Publié le 6 févr. 2023 à 19:58
Après le directoire, la main de fer de Jean-Charles Decaux fera t-elle aussi plier la stratégie d’Eurazeo ? A l’annonce du départ de Virginie Morgon, lundi, les marchés ont paru encore hésitants sur l’accueil à réserver au nouveau tandem formé par Christophe Bavière, un vétéran du private equity, et William Kadouch-Chassaing, jusqu’ici en charge des finances, après le choc produit par le départ de Virginie Morgon et de la moitié du directoire. Le cours a fini en recul de 2 %, allant dans le sens du marché boursier, sans se démarquer.
Avec un titre qui peine à franchir les 65 euros, Jean-Charles Decaux exige que les dirigeants « accélèrent » vers la gestion pour compte de tiers. Et qu’enfin les marchés arrêtent de traiter Eurazeo comme un holding, avec sa décote associée.
Malgré un virage offensif vers la gestion pour des investisseurs tiers – celle-ci pèse 23,2 milliards d’euros sur les 32,4 milliards d’actifs gérés par Eurazeo -, la société d’investissement est valorisée en Bourse 50% de moins par action que la valeur de son actif net.
« Ce niveau de décote reste élevé », soulignent les analystes de Degroof Petercam dans une note, qui ne voient pas positivement le départ de la dirigeante après ses 14 ans de maison, ni « la grande influence de la famille Decaux bien qu’elle soit minoritaire ».
Le virage vers la gestion pour compte de tiers initié par Virginie Morgon a pourtant été fort. A l’entrée de la famille Decaux, Eurazeo ne gérait que 6,9 milliards d’euros pour l’essentiel pour compte propre.
Multiple des bénéfices
Mais ce n’est pas assez pour son premier actionnaire. Les levées de fonds se sont en effet essoufflées sur un an (3,1 milliards en 2022 contre 5,2 milliards en 2021). Et le modèle de pur gérant d’actifs alternatifs fait briller les yeux des actionnaires familiaux de holding, qui chez Wendel ou GBL, subissent aussi des décotes à deux chiffres : on parle alors de multiple du bénéfice (et plus de décote sur actifs). Et cela change tout : le suisse Partners Group est par exemple valorisé 22 fois son bénéfice.

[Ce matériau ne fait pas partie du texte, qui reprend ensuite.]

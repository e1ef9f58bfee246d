use std::sync::Arc;

use tabula_formula::{parse, CycleError, DependencyTracker, FormulaEvaluator};
use tabula_model::{Calculation, CalculationState, ColumnSchema, Dataset, DatasetId, Frame, Schema};
use tabula_storage::ObservationStore;

use crate::error::{CalcError, CalcResult};
use crate::locks::DatasetLocks;

/// Creates, deletes and lists calculated columns.
///
/// Creation runs every check (formula, name, cycle, group, evaluation) before anything is written,
/// so a rejected calculation leaves the dataset untouched.
#[derive(Clone, Debug)]
pub struct CalculationRegistry {
    observations: ObservationStore,
    evaluator: FormulaEvaluator,
    locks: Arc<DatasetLocks>,
}

impl CalculationRegistry {
    pub fn new(observations: ObservationStore, locks: Arc<DatasetLocks>) -> Self {
        Self {
            observations,
            evaluator: FormulaEvaluator::new(),
            locks,
        }
    }

    /// Add the calculated column `name = formula`, optionally aggregated per `group`.
    pub fn create(
        &self,
        dataset_id: &DatasetId,
        formula: &str,
        name: &str,
        group: Option<&str>,
    ) -> CalcResult<Calculation> {
        self.locks.run_exclusive(dataset_id, || {
            let store = self.observations.store();
            let mut dataset = store.get_dataset(dataset_id)?;
            let group = group.map(|g| group_key(&dataset.schema, g));
            let existing = store.list_calculations(dataset_id)?;
            if existing.iter().any(|c| c.matches(name, group.as_deref())) {
                return Err(CalcError::DuplicateName {
                    name: name.to_string(),
                });
            }

            reject_self_reference(formula, name, &dataset.schema)?;
            let validated = self.evaluator.validate(formula, &dataset.schema)?;
            let key = dataset.schema.new_column_key(name);
            let label = column_label(&dataset.schema, &existing, name, &key)?;
            self.tracker(&dataset.schema, &existing)
                .check_cycle(&key, validated.references())?;

            let (_, frame) = self.observations.load_frame(&dataset)?;
            let values =
                self.evaluator
                    .evaluate(&validated, &frame, group.as_deref(), &dataset.schema)?;

            let mut calculation =
                Calculation::new(dataset_id.clone(), name, formula, group, key.clone());
            store.insert_calculation(&calculation)?;

            let materialized = self
                .observations
                .write_column(&dataset, &key, values)
                .and_then(|()| {
                    dataset
                        .schema
                        .push(key.clone(), ColumnSchema::new(label, validated.result_type()))?;
                    dataset.column_count = dataset.schema.len();
                    store.put_dataset(&dataset)
                });
            if let Err(err) = materialized {
                log::warn!("materializing {name} in dataset {dataset_id} failed: {err}");
                calculation.state = CalculationState::Failed;
                if let Err(cleanup) = self.observations.drop_column(&dataset, &key) {
                    log::warn!("dropping partial column {key} failed: {cleanup}");
                }
                store.update_calculation(&calculation)?;
                return Err(err.into());
            }

            calculation.state = CalculationState::Ready;
            store.update_calculation(&calculation)?;
            log::info!("created calculation {name} ({key}) in dataset {dataset_id}");
            self.observations.request_summary(&dataset);
            Ok(calculation)
        })
    }

    /// Remove a calculation together with its column. Fails while other calculations use it.
    pub fn delete(&self, dataset_id: &DatasetId, name: &str, group: Option<&str>) -> CalcResult<()> {
        self.locks.run_exclusive(dataset_id, || {
            let store = self.observations.store();
            let mut dataset = store.get_dataset(dataset_id)?;
            let group = group.map(|g| group_key(&dataset.schema, g));
            let calculations = store.list_calculations(dataset_id)?;
            let Some(calculation) = calculations
                .iter()
                .find(|c| c.matches(name, group.as_deref()))
            else {
                return Err(CalcError::NotFound(format!(
                    "calculation {name} not found in dataset {dataset_id}"
                )));
            };

            self.tracker(&dataset.schema, &calculations)
                .guard_delete(&calculation.column)
                .map_err(|err| match CalcError::from(err) {
                    CalcError::Dependency { dependents, .. } => CalcError::Dependency {
                        name: name.to_string(),
                        dependents: calculations
                            .iter()
                            .filter(|c| dependents.contains(&c.column))
                            .map(|c| c.name.clone())
                            .collect(),
                    },
                    other => other,
                })?;

            self.observations.drop_column(&dataset, &calculation.column)?;
            dataset.schema.remove_column(&calculation.column);
            dataset.column_count = dataset.schema.len();
            store.put_dataset(&dataset)?;
            store.delete_calculation(dataset_id, name, group.as_deref())?;
            log::info!("deleted calculation {name} from dataset {dataset_id}");
            self.observations.request_summary(&dataset);
            Ok(())
        })
    }

    /// Calculations of the dataset in creation order.
    pub fn show(&self, dataset_id: &DatasetId) -> CalcResult<Vec<Calculation>> {
        let store = self.observations.store();
        store.get_dataset(dataset_id)?;
        Ok(store.list_calculations(dataset_id)?)
    }

    pub fn find_one(
        &self,
        dataset_id: &DatasetId,
        name: &str,
        group: Option<&str>,
    ) -> CalcResult<Option<Calculation>> {
        let store = self.observations.store();
        let dataset = store.get_dataset(dataset_id)?;
        let group = group.map(|g| group_key(&dataset.schema, g));
        Ok(store
            .list_calculations(dataset_id)?
            .into_iter()
            .find(|c| c.matches(name, group.as_deref())))
    }

    /// Re-evaluate every calculation of `dataset` in dependency order.
    ///
    /// Used after the dataset's rows were replaced; the caller holds the dataset lock. A
    /// calculation that no longer evaluates is marked failed and the others still run.
    pub fn recompute_all(&self, dataset: &Dataset) -> CalcResult<()> {
        let store = self.observations.store();
        let calculations = store.list_calculations(&dataset.id)?;
        if calculations.is_empty() {
            return Ok(());
        }

        let order = self
            .tracker(&dataset.schema, &calculations)
            .evaluation_order()?;
        let (_, mut frame) = self.observations.load_frame(dataset)?;
        for column in order {
            let Some(calculation) = calculations.iter().find(|c| c.column == column) else {
                continue;
            };
            let state = match self.recompute(dataset, calculation, &mut frame) {
                Ok(()) => CalculationState::Ready,
                Err(err) => {
                    log::warn!(
                        "recomputing {} in dataset {} failed: {err}",
                        calculation.name,
                        dataset.id
                    );
                    CalculationState::Failed
                }
            };
            if state != calculation.state {
                let mut updated = calculation.clone();
                updated.state = state;
                store.update_calculation(&updated)?;
            }
        }
        self.observations.request_summary(dataset);
        Ok(())
    }

    fn recompute(&self, dataset: &Dataset, calculation: &Calculation, frame: &mut Frame) -> CalcResult<()> {
        let formula = self.evaluator.validate(&calculation.formula, &dataset.schema)?;
        let values = self.evaluator.evaluate(
            &formula,
            frame,
            calculation.group.as_deref(),
            &dataset.schema,
        )?;
        frame.set_column(&calculation.column, values.clone())?;
        self.observations
            .write_column(dataset, &calculation.column, values)?;
        Ok(())
    }

    /// Reference graph of the dataset's calculations. Formulas that no longer validate
    /// contribute a node without edges.
    fn tracker(&self, schema: &Schema, calculations: &[Calculation]) -> DependencyTracker {
        DependencyTracker::from_calculations(calculations.iter().map(|c| {
            let references = self
                .evaluator
                .validate(&c.formula, schema)
                .map(|f| f.references().to_vec())
                .unwrap_or_default();
            (c.column.clone(), references)
        }))
    }
}

/// Store group columns by key so `region` and its label `Region` name the same calculation.
fn group_key(schema: &Schema, group: &str) -> String {
    schema
        .resolve(group)
        .map(str::to_string)
        .unwrap_or_else(|_| group.to_string())
}

/// Display label for a new calculated column stored under `key`.
///
/// A name already used by a raw column is refused. A name shared with a calculation of another
/// group falls back to the column key so labels stay unique.
fn column_label(
    schema: &Schema,
    calculations: &[Calculation],
    name: &str,
    key: &str,
) -> CalcResult<String> {
    let taken: Vec<&str> = schema
        .iter()
        .filter(|(k, column)| *k == name || column.label == name)
        .map(|(k, _)| k)
        .collect();
    let duplicate = || CalcError::DuplicateName {
        name: name.to_string(),
    };
    if taken
        .iter()
        .any(|k| !calculations.iter().any(|c| c.column == *k))
    {
        return Err(duplicate());
    }
    let label = if taken.is_empty() { name } else { key };
    if schema.has_label(label) {
        return Err(duplicate());
    }
    Ok(label.to_string())
}

/// A formula naming the calculation it defines refers to itself.
fn reject_self_reference(formula: &str, name: &str, schema: &Schema) -> CalcResult<()> {
    let expr = parse(formula)?;
    let refers_to_itself = expr
        .identifiers()
        .into_iter()
        .any(|identifier| identifier == name && schema.resolve(identifier).is_err());
    if refers_to_itself {
        return Err(CycleError {
            path: vec![name.to_string(), name.to_string()],
        }
        .into());
    }
    Ok(())
}
use tabula_model::{DatasetId, ModelError};
use thiserror::Error;

#[derive(Debug, Error)]
pub enum StorageError {
    #[error("sqlite error: {0}")]
    Sqlite(#[from] rusqlite::Error),
    #[error("json error: {0}")]
    Json(#[from] serde_json::Error),
    #[error(transparent)]
    Model(#[from] ModelError),
    #[error("dataset not found: {0}")]
    DatasetNotFound(DatasetId),
    #[error("calculation not found: {name} in dataset {dataset_id}")]
    CalculationNotFound { dataset_id: DatasetId, name: String },
    #[error("calculation already exists: {name} in dataset {dataset_id}")]
    DuplicateCalculation { dataset_id: DatasetId, name: String },
    /// `param` names the request parameter that failed to decode (`query`, `select`, `order_by`).
    #[error("cannot decode {param}: {message}")]
    QueryDecode {
        param: &'static str,
        message: String,
    },
    #[error("corrupt stored document: {0}")]
    Corrupt(String),
}

impl StorageError {
    pub(crate) fn decode(param: &'static str, message: impl Into<String>) -> Self {
        StorageError::QueryDecode {
            param,
            message: message.into(),
        }
    }
}

pub type Result<T> = std::result::Result<T, StorageError>;
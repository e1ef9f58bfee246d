//! Identifier resolution and static typing.
//!
//! Checking turns a parsed [`Expr`] into a resolved [`Node`] tree whose column references are
//! schema keys, and infers the simpletype of the derived column. A `None` type marks an
//! expression that is always null (the `null` literal) and unifies with anything.

use tabula_model::{Schema, SimpleType, Value};

use crate::error::{FormulaError, FormulaResult};
use crate::functions::Function;
use crate::parser::{BinaryOp, Expr, UnaryOp};

type Ty = Option<SimpleType>;

#[derive(Clone, Debug, PartialEq)]
pub(crate) enum Node {
    Literal(Value),
    Column(String),
    Unary {
        op: UnaryOp,
        expr: Box<Node>,
    },
    Binary {
        op: BinaryOp,
        left: Box<Node>,
        right: Box<Node>,
    },
    Scalar {
        func: Function,
        args: Vec<Node>,
    },
    /// `slot` indexes the per-partition aggregate cache.
    Aggregate {
        slot: usize,
        func: Function,
        args: Vec<Node>,
    },
}

pub(crate) struct Checked {
    pub root: Node,
    pub ty: Ty,
    pub references: Vec<String>,
    pub aggregate_slots: usize,
}

pub(crate) fn check(expr: &Expr, schema: &Schema) -> FormulaResult<Checked> {
    let mut checker = Checker {
        schema,
        references: Vec::new(),
        aggregate_slots: 0,
        in_aggregate: false,
    };
    let (root, ty) = checker.check(expr)?;
    Ok(Checked {
        root,
        ty,
        references: checker.references,
        aggregate_slots: checker.aggregate_slots,
    })
}

struct Checker<'a> {
    schema: &'a Schema,
    references: Vec<String>,
    aggregate_slots: usize,
    in_aggregate: bool,
}

impl Checker<'_> {
    fn check(&mut self, expr: &Expr) -> FormulaResult<(Node, Ty)> {
        match expr {
            Expr::Number(n) => Ok((Node::Literal(Value::finite(*n)), Some(SimpleType::Numeric))),
            Expr::Text(s) => Ok((Node::Literal(Value::from(s.as_str())), Some(SimpleType::String))),
            Expr::Boolean(b) => Ok((Node::Literal(Value::from(*b)), Some(SimpleType::Boolean))),
            Expr::Null => Ok((Node::Literal(Value::Null), None)),
            Expr::Column(identifier) => {
                let key = self.schema.resolve(identifier)?;
                let ty = self.schema.get(key).map(|c| c.simpletype);
                if !self.references.iter().any(|r| r == key) {
                    self.references.push(key.to_string());
                }
                Ok((Node::Column(key.to_string()), ty))
            }
            Expr::UnaryOp { op, expr } => {
                let (inner, ty) = self.check(expr)?;
                let result = match op {
                    UnaryOp::Negate => expect(ty, SimpleType::Numeric, "unary -")?,
                    UnaryOp::Not => expect(ty, SimpleType::Boolean, "not")?,
                };
                Ok((
                    Node::Unary {
                        op: *op,
                        expr: Box::new(inner),
                    },
                    Some(result),
                ))
            }
            Expr::BinaryOp { op, left, right } => {
                let (l, lt) = self.check(left)?;
                let (r, rt) = self.check(right)?;
                let ty = binary_type(*op, lt, rt)?;
                Ok((
                    Node::Binary {
                        op: *op,
                        left: Box::new(l),
                        right: Box::new(r),
                    },
                    ty,
                ))
            }
            Expr::Call { name, args } => self.check_call(name, args),
        }
    }

    fn check_call(&mut self, name: &str, args: &[Expr]) -> FormulaResult<(Node, Ty)> {
        let func =
            Function::lookup(name).ok_or_else(|| FormulaError::UnknownFunction(name.to_string()))?;
        func.check_arity(args.len())?;

        if func.is_aggregate() {
            if self.in_aggregate {
                return Err(FormulaError::Type(format!(
                    "aggregate {} cannot be nested inside another aggregate",
                    func.name()
                )));
            }
            self.in_aggregate = true;
            let checked = self.check_args(args);
            self.in_aggregate = false;
            let (nodes, types) = checked?;

            let ty = match func {
                Function::Sum | Function::Mean | Function::Median => {
                    expect(types[0], SimpleType::Numeric, func.name())?;
                    Some(SimpleType::Numeric)
                }
                Function::Ratio => {
                    for ty in &types {
                        expect(*ty, SimpleType::Numeric, func.name())?;
                    }
                    Some(SimpleType::Numeric)
                }
                Function::Min | Function::Max => types[0],
                _ => Some(SimpleType::Numeric),
            };
            let slot = self.aggregate_slots;
            self.aggregate_slots += 1;
            return Ok((
                Node::Aggregate {
                    slot,
                    func,
                    args: nodes,
                },
                ty,
            ));
        }

        let (nodes, types) = self.check_args(args)?;
        let ty = match func {
            Function::If => {
                expect(types[0], SimpleType::Boolean, "if condition")?;
                unify(types[1..].iter().copied(), "if branches")?
            }
            Function::Abs | Function::Round => {
                for ty in &types {
                    expect(*ty, SimpleType::Numeric, func.name())?;
                }
                Some(SimpleType::Numeric)
            }
            Function::IsNull => Some(SimpleType::Boolean),
            Function::Coalesce => unify(types.iter().copied(), "coalesce arguments")?,
            Function::Year | Function::Month | Function::Day => {
                expect(types[0], SimpleType::Datetime, func.name())?;
                Some(SimpleType::Numeric)
            }
            aggregate => {
                return Err(FormulaError::Type(format!(
                    "{} is an aggregate",
                    aggregate.name()
                )))
            }
        };
        Ok((Node::Scalar { func, args: nodes }, ty))
    }

    fn check_args(&mut self, args: &[Expr]) -> FormulaResult<(Vec<Node>, Vec<Ty>)> {
        let mut nodes = Vec::with_capacity(args.len());
        let mut types = Vec::with_capacity(args.len());
        for arg in args {
            let (node, ty) = self.check(arg)?;
            nodes.push(node);
            types.push(ty);
        }
        Ok((nodes, types))
    }
}

/// Require `ty` to be `want` (or always-null), returning `want`.
fn expect(ty: Ty, want: SimpleType, context: &str) -> FormulaResult<SimpleType> {
    match ty {
        None => Ok(want),
        Some(actual) if actual == want => Ok(want),
        Some(actual) => Err(FormulaError::Type(format!(
            "{context} expects {want} operands, found {actual}"
        ))),
    }
}

fn unify(types: impl IntoIterator<Item = Ty>, context: &str) -> FormulaResult<Ty> {
    let mut unified: Ty = None;
    for ty in types.into_iter().flatten() {
        match unified {
            None => unified = Some(ty),
            Some(prev) if prev == ty => {}
            Some(prev) => {
                return Err(FormulaError::Type(format!(
                    "{context} mix {prev} and {ty}"
                )))
            }
        }
    }
    Ok(unified)
}

fn binary_type(op: BinaryOp, left: Ty, right: Ty) -> FormulaResult<Ty> {
    let context = format!("operator {}", op.symbol());
    let ty = match op {
        BinaryOp::Add
        | BinaryOp::Subtract
        | BinaryOp::Multiply
        | BinaryOp::Divide
        | BinaryOp::Modulo
        | BinaryOp::Power => {
            expect(left, SimpleType::Numeric, &context)?;
            expect(right, SimpleType::Numeric, &context)?;
            SimpleType::Numeric
        }
        BinaryOp::Concat => SimpleType::String,
        BinaryOp::Equals
        | BinaryOp::NotEquals
        | BinaryOp::Less
        | BinaryOp::LessEquals
        | BinaryOp::Greater
        | BinaryOp::GreaterEquals => {
            unify([left, right], &format!("{context} cannot compare values that"))?;
            SimpleType::Boolean
        }
        BinaryOp::And | BinaryOp::Or => {
            expect(left, SimpleType::Boolean, &context)?;
            expect(right, SimpleType::Boolean, &context)?;
            SimpleType::Boolean
        }
    };
    Ok(Some(ty))
}
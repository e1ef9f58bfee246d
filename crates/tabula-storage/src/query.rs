//! Structured row queries: filter documents, projections and ordering.
//!
//! Filters use a document syntax with implicit equality (`{"region": "east"}`), per-field
//! operators (`$eq $ne $gt $gte $lt $lte $in $nin $exists`) and top-level `$and`, `$or` and
//! `$nor` lists. Values may use the extended encoding (`{"$date": millis}`, `{"$oid": hex}`).

use std::cmp::Ordering;
use tabula_model::{is_extended_literal, translate_timestamp_filter, Record, Schema, Value};

use crate::error::{Result, StorageError};

/// A find request as it arrives from a client: every part is optional text.
#[derive(Clone, Debug, Default, PartialEq, Eq)]
pub struct FindQuery {
    pub query: Option<String>,
    pub select: Option<String>,
    pub limit: Option<usize>,
    /// Comma-separated columns; a `-` prefix sorts descending.
    pub order_by: Option<String>,
}

impl FindQuery {
    pub fn with_query(mut self, query: impl Into<String>) -> Self {
        self.query = Some(query.into());
        self
    }

    pub fn with_select(mut self, select: impl Into<String>) -> Self {
        self.select = Some(select.into());
        self
    }

    pub fn with_limit(mut self, limit: usize) -> Self {
        self.limit = Some(limit);
        self
    }

    pub fn with_order_by(mut self, order_by: impl Into<String>) -> Self {
        self.order_by = Some(order_by.into());
        self
    }

    /// Decode every part against `schema`, translating epoch-second filters on datetime columns.
    pub fn compile(&self, schema: &Schema) -> Result<CompiledQuery> {
        let filter = match non_empty(&self.query) {
            None => Filter::And(Vec::new()),
            Some(text) => {
                let doc: serde_json::Value = serde_json::from_str(text)
                    .map_err(|e| StorageError::decode("query", e.to_string()))?;
                let doc = translate_timestamp_filter(doc, schema)
                    .map_err(|e| StorageError::decode("query", e.to_string()))?;
                Filter::parse(&doc, schema).map_err(|e| StorageError::decode("query", e))?
            }
        };

        let projection = match non_empty(&self.select) {
            None => Projection::All,
            Some(text) => {
                let doc: serde_json::Value = serde_json::from_str(text)
                    .map_err(|e| StorageError::decode("select", e.to_string()))?;
                Projection::parse(&doc, schema).map_err(|e| StorageError::decode("select", e))?
            }
        };

        let order = match non_empty(&self.order_by) {
            None => Vec::new(),
            Some(text) => parse_order(text, schema),
        };

        Ok(CompiledQuery {
            filter,
            projection,
            order,
            limit: self.limit,
        })
    }
}

fn non_empty(text: &Option<String>) -> Option<&str> {
    text.as_deref().map(str::trim).filter(|t| !t.is_empty())
}

/// Map a client-supplied name to a schema key, keeping unknown names as they are.
fn column_key(name: &str, schema: &Schema) -> String {
    schema
        .resolve(name)
        .map(str::to_string)
        .unwrap_or_else(|_| name.to_string())
}

#[derive(Clone, Debug, PartialEq)]
pub struct CompiledQuery {
    pub filter: Filter,
    pub projection: Projection,
    pub order: Vec<SortKey>,
    pub limit: Option<usize>,
}

impl CompiledQuery {
    /// Filter, sort, limit and project `records`.
    pub fn apply(&self, records: impl IntoIterator<Item = Record>) -> Vec<Record> {
        let mut out: Vec<Record> = records
            .into_iter()
            .filter(|r| self.filter.matches(r))
            .collect();
        if !self.order.is_empty() {
            out.sort_by(|a, b| compare_records(&self.order, a, b));
        }
        if let Some(limit) = self.limit {
            out.truncate(limit);
        }
        out.into_iter().map(|r| self.projection.apply(r)).collect()
    }
}

#[derive(Clone, Debug, PartialEq)]
pub enum Predicate {
    Eq(Value),
    Ne(Value),
    Gt(Value),
    Gte(Value),
    Lt(Value),
    Lte(Value),
    In(Vec<Value>),
    Nin(Vec<Value>),
    Exists(bool),
}

#[derive(Clone, Debug, PartialEq)]
pub enum Filter {
    And(Vec<Filter>),
    Or(Vec<Filter>),
    Nor(Vec<Filter>),
    Field { column: String, predicate: Predicate },
}

impl Filter {
    pub fn parse(doc: &serde_json::Value, schema: &Schema) -> std::result::Result<Filter, String> {
        let serde_json::Value::Object(map) = doc else {
            return Err(format!("expected a filter object, found {doc}"));
        };

        let mut clauses = Vec::with_capacity(map.len());
        for (key, cond) in map {
            match key.as_str() {
                "$and" | "$or" | "$nor" => {
                    let serde_json::Value::Array(items) = cond else {
                        return Err(format!("{key} expects an array of filters"));
                    };
                    let subs = items
                        .iter()
                        .map(|item| Filter::parse(item, schema))
                        .collect::<std::result::Result<Vec<_>, _>>()?;
                    clauses.push(match key.as_str() {
                        "$and" => Filter::And(subs),
                        "$or" => Filter::Or(subs),
                        _ => Filter::Nor(subs),
                    });
                }
                op if op.starts_with('$') => return Err(format!("unknown operator {op}")),
                field => parse_condition(column_key(field, schema), cond, &mut clauses)?,
            }
        }

        if clauses.len() == 1 {
            if let Some(only) = clauses.pop() {
                return Ok(only);
            }
        }
        Ok(Filter::And(clauses))
    }

    pub fn matches(&self, record: &Record) -> bool {
        match self {
            Filter::And(all) => all.iter().all(|f| f.matches(record)),
            Filter::Or(any) => any.iter().any(|f| f.matches(record)),
            Filter::Nor(none) => !none.iter().any(|f| f.matches(record)),
            Filter::Field { column, predicate } => {
                let value = record.get(column).unwrap_or(&Value::Null);
                match predicate {
                    Predicate::Eq(v) => value == v,
                    Predicate::Ne(v) => value != v,
                    Predicate::Gt(v) => compare(value, v) == Some(Ordering::Greater),
                    Predicate::Gte(v) => {
                        matches!(compare(value, v), Some(Ordering::Greater | Ordering::Equal))
                    }
                    Predicate::Lt(v) => compare(value, v) == Some(Ordering::Less),
                    Predicate::Lte(v) => {
                        matches!(compare(value, v), Some(Ordering::Less | Ordering::Equal))
                    }
                    Predicate::In(vs) => vs.contains(value),
                    Predicate::Nin(vs) => !vs.contains(value),
                    Predicate::Exists(expected) => !value.is_null() == *expected,
                }
            }
        }
    }
}

/// Ordering between two values of the same kind; mixed kinds and nulls never compare.
fn compare(a: &Value, b: &Value) -> Option<Ordering> {
    if a.is_null() || b.is_null() || std::mem::discriminant(a) != std::mem::discriminant(b) {
        return None;
    }
    Some(a.cmp(b))
}

fn scalar(value: &serde_json::Value) -> std::result::Result<Value, String> {
    Value::from_json(value).map_err(|e| e.to_string())
}

fn parse_condition(
    column: String,
    cond: &serde_json::Value,
    out: &mut Vec<Filter>,
) -> std::result::Result<(), String> {
    let ops = match cond {
        serde_json::Value::Object(ops) if !is_extended_literal(cond) => ops,
        _ => {
            out.push(Filter::Field {
                column,
                predicate: Predicate::Eq(scalar(cond)?),
            });
            return Ok(());
        }
    };

    for (op, operand) in ops {
        let predicate = match op.as_str() {
            "$eq" => Predicate::Eq(scalar(operand)?),
            "$ne" => Predicate::Ne(scalar(operand)?),
            "$gt" => Predicate::Gt(scalar(operand)?),
            "$gte" => Predicate::Gte(scalar(operand)?),
            "$lt" => Predicate::Lt(scalar(operand)?),
            "$lte" => Predicate::Lte(scalar(operand)?),
            "$in" | "$nin" => {
                let serde_json::Value::Array(items) = operand else {
                    return Err(format!("{op} expects an array"));
                };
                let values = items
                    .iter()
                    .map(scalar)
                    .collect::<std::result::Result<Vec<_>, _>>()?;
                if op == "$in" {
                    Predicate::In(values)
                } else {
                    Predicate::Nin(values)
                }
            }
            "$exists" => match operand {
                serde_json::Value::Bool(b) => Predicate::Exists(*b),
                other => return Err(format!("$exists expects a boolean, found {other}")),
            },
            other => return Err(format!("unknown operator {other} on {column}")),
        };
        out.push(Filter::Field {
            column: column.clone(),
            predicate,
        });
    }
    Ok(())
}

#[derive(Clone, Debug, PartialEq, Eq)]
pub enum Projection {
    All,
    Include(Vec<String>),
    Exclude(Vec<String>),
}

impl Projection {
    pub fn parse(doc: &serde_json::Value, schema: &Schema) -> std::result::Result<Self, String> {
        let serde_json::Value::Object(map) = doc else {
            return Err(format!("expected a projection object, found {doc}"));
        };
        if map.is_empty() {
            return Ok(Projection::All);
        }

        let mut include = Vec::new();
        let mut exclude = Vec::new();
        for (name, flag) in map {
            let keep = match flag {
                serde_json::Value::Bool(b) => *b,
                serde_json::Value::Number(n) => n.as_f64().is_some_and(|n| n != 0.0),
                other => return Err(format!("projection flag for {name} must be 0/1, found {other}")),
            };
            let key = column_key(name, schema);
            if keep {
                include.push(key);
            } else {
                exclude.push(key);
            }
        }
        match (include.is_empty(), exclude.is_empty()) {
            (false, true) => Ok(Projection::Include(include)),
            (true, false) => Ok(Projection::Exclude(exclude)),
            _ => Err("cannot mix inclusion and exclusion".to_string()),
        }
    }

    pub fn apply(&self, mut record: Record) -> Record {
        match self {
            Projection::All => record,
            Projection::Include(keep) => {
                record.retain(|k, _| keep.contains(k));
                record
            }
            Projection::Exclude(drop) => {
                record.retain(|k, _| !drop.contains(k));
                record
            }
        }
    }
}

#[derive(Clone, Debug, PartialEq, Eq)]
pub struct SortKey {
    pub column: String,
    pub descending: bool,
}

fn parse_order(text: &str, schema: &Schema) -> Vec<SortKey> {
    text.split(',')
        .map(str::trim)
        .filter(|part| !part.is_empty())
        .map(|part| match part.strip_prefix('-') {
            Some(column) => SortKey {
                column: column_key(column.trim(), schema),
                descending: true,
            },
            None => SortKey {
                column: column_key(part, schema),
                descending: false,
            },
        })
        .collect()
}

fn compare_records(order: &[SortKey], a: &Record, b: &Record) -> Ordering {
    for key in order {
        let av = a.get(&key.column).unwrap_or(&Value::Null);
        let bv = b.get(&key.column).unwrap_or(&Value::Null);
        let ord = if key.descending { bv.cmp(av) } else { av.cmp(bv) };
        if ord != Ordering::Equal {
            return ord;
        }
    }
    Ordering::Equal
}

Autre intérêt pour les actionnaires : réduire les coûts. Gérer des capitaux d’autres investisseurs permet de les mutualiser, y compris ceux liés aux rémunérations, un sujet visiblement au centre lui aussi de l’électrochoc du week-end. « Nous comprenons que la hausse des taux récente puisse mécaniquement questionner la performance des actifs du groupe, ainsi que sa capacité à percevoir autant de carried interest » (part des plus-values de cession attribués aux gérants), reconnaît Oddo dans une note.
Nouvelles offensives
Quelle solution s’ouvre pour le nouveau directoire ? « La plus radicale, mais la plus théorique aussi, serait de céder les actifs du bilan, les 7 milliards actuels, pour les réinvestir entièrement dans la gestion pour compte de tiers », commente un analyste.
D’autres s’interrogent déjà sur une autre scenario : une nouvelle offensive d’un gérant d’actifs sur le groupe. « Le décès de Michel David-Weill a changé l’équilibre des pouvoirs au sein de la holding… Si la gouvernance est affaiblie, l’histoire de 2017 pourrait bien se répéter », estiment les analystes d’AlphaValue. A l’époque, Tikehau avait lancé une offensive en achetant des parts sur les marchés, avant de finalement les revendre.